#### What this task involves
Whenever a line below includes the string "FormatArg", show it.

[Collected data entries]

# # # # # # #

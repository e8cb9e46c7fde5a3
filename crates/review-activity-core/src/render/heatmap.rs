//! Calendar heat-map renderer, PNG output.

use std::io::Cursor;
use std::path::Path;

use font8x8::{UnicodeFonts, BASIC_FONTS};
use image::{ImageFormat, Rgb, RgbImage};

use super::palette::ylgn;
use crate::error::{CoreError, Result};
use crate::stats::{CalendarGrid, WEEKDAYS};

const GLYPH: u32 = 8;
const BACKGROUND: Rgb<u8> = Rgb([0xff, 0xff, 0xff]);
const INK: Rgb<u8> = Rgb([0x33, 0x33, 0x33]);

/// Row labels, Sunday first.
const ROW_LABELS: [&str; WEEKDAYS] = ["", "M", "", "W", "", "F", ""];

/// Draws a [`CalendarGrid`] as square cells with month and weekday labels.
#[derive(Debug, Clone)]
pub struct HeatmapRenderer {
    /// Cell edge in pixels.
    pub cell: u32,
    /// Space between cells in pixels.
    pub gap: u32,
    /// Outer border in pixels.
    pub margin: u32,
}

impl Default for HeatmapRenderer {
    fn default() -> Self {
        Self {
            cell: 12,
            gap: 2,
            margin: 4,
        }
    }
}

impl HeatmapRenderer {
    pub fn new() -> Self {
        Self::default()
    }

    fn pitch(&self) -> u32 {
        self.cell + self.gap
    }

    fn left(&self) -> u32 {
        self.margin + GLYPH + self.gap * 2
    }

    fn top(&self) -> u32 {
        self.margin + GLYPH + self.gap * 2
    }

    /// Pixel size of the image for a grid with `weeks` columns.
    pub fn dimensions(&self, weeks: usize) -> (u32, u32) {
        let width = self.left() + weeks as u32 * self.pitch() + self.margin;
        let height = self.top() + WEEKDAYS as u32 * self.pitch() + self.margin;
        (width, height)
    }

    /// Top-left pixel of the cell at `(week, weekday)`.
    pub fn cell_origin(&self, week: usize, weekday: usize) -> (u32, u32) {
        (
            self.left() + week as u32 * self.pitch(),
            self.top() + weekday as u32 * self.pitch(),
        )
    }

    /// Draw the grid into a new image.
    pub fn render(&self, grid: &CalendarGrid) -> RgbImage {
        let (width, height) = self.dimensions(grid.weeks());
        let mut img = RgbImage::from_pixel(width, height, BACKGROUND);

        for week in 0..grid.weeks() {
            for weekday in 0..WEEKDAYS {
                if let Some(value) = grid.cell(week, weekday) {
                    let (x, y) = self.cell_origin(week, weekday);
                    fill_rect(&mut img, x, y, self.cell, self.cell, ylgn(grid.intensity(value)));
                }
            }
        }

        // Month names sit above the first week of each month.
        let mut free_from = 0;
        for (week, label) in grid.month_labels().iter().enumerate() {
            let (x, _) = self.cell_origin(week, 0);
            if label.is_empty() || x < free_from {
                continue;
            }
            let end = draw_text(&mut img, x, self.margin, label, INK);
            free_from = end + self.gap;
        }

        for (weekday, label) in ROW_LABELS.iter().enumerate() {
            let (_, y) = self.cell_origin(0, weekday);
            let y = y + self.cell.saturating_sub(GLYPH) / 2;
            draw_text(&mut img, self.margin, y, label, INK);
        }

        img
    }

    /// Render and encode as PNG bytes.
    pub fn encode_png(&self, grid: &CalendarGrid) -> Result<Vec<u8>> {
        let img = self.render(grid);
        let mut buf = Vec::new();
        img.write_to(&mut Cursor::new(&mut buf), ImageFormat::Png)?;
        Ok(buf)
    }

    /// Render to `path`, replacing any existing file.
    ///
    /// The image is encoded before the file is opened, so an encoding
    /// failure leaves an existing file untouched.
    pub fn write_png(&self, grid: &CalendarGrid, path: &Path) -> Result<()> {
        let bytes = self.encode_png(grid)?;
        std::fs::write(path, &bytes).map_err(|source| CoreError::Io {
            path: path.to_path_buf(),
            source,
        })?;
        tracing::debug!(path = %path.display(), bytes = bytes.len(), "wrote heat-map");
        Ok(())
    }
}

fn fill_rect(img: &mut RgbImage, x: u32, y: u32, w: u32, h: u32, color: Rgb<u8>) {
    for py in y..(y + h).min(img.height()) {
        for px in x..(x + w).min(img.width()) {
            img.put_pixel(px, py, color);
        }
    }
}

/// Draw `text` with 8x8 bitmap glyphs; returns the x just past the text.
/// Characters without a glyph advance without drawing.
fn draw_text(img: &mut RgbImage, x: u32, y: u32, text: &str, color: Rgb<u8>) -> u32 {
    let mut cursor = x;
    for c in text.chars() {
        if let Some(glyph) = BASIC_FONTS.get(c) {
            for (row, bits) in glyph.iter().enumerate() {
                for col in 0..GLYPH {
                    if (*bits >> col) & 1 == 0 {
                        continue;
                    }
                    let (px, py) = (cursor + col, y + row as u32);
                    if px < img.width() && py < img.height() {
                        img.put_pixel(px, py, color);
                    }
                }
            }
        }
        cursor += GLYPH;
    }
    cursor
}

# # # # # # #

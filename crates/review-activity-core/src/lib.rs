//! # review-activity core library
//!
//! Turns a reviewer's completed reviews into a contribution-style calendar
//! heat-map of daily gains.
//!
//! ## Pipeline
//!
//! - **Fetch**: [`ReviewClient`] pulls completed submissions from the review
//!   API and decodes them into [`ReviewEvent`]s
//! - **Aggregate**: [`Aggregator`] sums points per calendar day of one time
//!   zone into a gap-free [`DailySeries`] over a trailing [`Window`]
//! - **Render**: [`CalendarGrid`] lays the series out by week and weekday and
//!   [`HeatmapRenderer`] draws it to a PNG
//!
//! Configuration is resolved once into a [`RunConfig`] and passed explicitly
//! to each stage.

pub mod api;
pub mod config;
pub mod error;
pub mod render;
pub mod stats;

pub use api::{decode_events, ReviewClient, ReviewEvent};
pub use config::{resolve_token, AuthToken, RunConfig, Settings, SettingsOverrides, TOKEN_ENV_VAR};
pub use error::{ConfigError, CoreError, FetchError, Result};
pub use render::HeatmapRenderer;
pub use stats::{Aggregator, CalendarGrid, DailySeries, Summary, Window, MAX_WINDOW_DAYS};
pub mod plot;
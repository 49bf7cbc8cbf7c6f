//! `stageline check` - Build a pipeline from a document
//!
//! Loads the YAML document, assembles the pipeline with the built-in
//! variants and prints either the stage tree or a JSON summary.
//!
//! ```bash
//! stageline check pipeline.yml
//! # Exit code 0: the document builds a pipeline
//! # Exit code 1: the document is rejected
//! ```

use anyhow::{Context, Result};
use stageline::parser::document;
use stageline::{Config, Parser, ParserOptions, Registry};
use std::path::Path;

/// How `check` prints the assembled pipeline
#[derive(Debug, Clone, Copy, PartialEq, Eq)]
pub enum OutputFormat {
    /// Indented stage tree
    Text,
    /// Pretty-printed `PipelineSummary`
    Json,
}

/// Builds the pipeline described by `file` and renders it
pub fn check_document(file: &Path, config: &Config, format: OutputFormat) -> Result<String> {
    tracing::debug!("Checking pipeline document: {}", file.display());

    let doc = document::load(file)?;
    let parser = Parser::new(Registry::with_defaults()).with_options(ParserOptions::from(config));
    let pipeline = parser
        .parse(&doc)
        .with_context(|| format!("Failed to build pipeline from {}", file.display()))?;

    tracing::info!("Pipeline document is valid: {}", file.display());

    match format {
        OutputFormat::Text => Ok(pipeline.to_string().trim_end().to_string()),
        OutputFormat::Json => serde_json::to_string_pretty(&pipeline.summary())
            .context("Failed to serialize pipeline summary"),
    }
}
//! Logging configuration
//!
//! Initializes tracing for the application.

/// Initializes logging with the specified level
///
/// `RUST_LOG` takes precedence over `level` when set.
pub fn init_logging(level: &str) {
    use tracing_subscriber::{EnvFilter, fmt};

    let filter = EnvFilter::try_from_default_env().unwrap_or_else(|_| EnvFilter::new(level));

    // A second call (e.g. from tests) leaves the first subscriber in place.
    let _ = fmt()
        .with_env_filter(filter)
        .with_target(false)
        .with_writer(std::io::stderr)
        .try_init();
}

# # # # # # #

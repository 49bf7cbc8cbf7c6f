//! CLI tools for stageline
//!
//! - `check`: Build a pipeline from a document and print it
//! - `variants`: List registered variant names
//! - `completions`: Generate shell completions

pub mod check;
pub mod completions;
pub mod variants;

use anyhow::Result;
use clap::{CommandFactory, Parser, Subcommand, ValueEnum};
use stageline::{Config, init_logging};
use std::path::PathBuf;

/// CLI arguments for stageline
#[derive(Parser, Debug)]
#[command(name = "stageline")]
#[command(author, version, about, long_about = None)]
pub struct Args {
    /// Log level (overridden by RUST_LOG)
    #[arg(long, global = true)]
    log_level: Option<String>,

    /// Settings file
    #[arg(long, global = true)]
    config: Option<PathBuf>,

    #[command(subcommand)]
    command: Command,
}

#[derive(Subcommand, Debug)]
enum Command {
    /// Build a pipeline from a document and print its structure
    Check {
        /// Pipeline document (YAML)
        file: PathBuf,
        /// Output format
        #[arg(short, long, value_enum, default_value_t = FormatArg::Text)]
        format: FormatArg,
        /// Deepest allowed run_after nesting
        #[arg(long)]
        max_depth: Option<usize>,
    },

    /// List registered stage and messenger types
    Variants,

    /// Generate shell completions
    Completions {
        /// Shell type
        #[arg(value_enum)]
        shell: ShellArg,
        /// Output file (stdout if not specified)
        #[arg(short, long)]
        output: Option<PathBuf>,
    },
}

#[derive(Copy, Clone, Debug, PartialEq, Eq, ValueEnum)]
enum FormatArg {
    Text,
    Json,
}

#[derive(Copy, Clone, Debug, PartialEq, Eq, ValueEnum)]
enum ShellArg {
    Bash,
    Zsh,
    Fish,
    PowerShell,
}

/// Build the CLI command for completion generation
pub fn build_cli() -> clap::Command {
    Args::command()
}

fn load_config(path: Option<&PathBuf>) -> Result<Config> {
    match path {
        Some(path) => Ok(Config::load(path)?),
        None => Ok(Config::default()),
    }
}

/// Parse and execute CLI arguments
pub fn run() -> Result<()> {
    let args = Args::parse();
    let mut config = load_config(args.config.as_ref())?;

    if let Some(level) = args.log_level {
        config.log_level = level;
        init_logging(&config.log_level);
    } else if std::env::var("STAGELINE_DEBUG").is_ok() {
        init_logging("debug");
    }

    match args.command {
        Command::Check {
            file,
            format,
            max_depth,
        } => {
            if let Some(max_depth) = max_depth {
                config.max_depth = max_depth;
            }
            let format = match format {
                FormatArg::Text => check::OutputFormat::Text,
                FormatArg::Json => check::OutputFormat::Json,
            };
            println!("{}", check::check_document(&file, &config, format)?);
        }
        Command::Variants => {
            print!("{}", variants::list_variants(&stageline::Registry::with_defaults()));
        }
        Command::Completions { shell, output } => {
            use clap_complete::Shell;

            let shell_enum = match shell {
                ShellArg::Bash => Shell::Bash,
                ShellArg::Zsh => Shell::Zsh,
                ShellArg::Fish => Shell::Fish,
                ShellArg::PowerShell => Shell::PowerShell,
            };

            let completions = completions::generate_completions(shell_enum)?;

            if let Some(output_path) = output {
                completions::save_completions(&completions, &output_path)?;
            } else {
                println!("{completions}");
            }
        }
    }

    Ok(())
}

# # # # # # #

#### Result of this exercise
        #[arg(short, long, value_enum, default_value_t = FormatArg::Text)]
        format: FormatArg,
enum FormatArg {
                FormatArg::Text => check::OutputFormat::Text,
                FormatArg::Json => check::OutputFormat::Json,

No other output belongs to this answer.